Starting at the first line of the data below, retype every line up to and including the one containing "an encoder failure.".
The records Block Start
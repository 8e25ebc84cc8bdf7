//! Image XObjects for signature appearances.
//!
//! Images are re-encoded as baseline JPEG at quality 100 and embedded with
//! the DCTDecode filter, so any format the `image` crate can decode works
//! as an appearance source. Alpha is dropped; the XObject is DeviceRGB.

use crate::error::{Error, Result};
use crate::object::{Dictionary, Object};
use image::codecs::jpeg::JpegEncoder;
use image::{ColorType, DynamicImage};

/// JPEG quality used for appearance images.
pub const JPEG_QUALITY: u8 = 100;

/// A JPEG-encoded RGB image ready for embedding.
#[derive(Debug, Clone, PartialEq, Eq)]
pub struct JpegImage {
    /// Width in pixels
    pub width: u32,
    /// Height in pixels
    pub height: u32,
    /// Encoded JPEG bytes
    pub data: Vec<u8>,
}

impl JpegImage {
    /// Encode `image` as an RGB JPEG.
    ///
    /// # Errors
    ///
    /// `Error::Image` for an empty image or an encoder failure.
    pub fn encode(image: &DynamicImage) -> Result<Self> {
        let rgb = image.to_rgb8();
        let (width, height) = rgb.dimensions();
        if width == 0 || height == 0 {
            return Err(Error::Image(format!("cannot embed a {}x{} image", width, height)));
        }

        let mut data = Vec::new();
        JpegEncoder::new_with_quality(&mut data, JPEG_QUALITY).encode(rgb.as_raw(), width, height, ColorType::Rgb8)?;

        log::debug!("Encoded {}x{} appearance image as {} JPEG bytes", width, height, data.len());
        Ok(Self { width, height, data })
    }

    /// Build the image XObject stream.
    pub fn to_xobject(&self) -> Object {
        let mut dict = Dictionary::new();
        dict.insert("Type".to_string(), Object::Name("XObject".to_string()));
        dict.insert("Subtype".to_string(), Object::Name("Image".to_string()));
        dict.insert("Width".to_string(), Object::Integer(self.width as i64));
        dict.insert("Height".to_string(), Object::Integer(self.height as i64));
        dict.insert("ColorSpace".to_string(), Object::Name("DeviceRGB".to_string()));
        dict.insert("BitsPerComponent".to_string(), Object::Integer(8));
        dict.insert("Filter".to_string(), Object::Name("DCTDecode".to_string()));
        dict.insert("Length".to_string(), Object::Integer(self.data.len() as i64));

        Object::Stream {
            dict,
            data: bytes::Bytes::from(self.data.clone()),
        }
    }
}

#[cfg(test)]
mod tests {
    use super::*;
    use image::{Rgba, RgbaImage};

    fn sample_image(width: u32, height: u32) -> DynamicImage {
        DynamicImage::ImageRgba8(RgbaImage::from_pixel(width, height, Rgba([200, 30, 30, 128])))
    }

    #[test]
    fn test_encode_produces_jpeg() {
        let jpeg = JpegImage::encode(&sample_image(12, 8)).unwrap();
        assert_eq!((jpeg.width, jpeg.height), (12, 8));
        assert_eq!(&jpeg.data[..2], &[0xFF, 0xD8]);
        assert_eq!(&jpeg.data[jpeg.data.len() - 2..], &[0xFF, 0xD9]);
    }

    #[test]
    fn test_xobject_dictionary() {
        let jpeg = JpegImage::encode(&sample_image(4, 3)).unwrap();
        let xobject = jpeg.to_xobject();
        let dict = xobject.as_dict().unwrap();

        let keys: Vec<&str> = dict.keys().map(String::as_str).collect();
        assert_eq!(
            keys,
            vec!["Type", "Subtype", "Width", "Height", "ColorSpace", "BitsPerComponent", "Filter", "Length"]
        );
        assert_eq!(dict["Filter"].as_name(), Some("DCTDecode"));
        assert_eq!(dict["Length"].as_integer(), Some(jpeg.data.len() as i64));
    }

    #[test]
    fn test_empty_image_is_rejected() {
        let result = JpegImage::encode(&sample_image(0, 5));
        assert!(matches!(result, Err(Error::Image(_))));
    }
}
The records Block End
[Answer for the task]
repository 8e25ebc84cc8bdf7
//! Image XObjects for signature appearances.
//!
//! Images are re-encoded as baseline JPEG at quality 100 and embedded with
//! the DCTDecode filter, so any format the `image` crate can decode works
//! as an appearance source. Alpha is dropped; the XObject is DeviceRGB.

use crate::error::{Error, Result};
use crate::object::{Dictionary, Object};
use image::codecs::jpeg::JpegEncoder;
use image::{ColorType, DynamicImage};

/// JPEG quality used for appearance images.
pub const JPEG_QUALITY: u8 = 100;

/// A JPEG-encoded RGB image ready for embedding.
#[derive(Debug, Clone, PartialEq, Eq)]
pub struct JpegImage {
    /// Width in pixels
    pub width: u32,
    /// Height in pixels
    pub height: u32,
    /// Encoded JPEG bytes
    pub data: Vec<u8>,
}

impl JpegImage {
    /// Encode `image` as an RGB JPEG.
    ///
    /// # Errors
    ///
    /// `Error::Image` for an empty image or an encoder failure.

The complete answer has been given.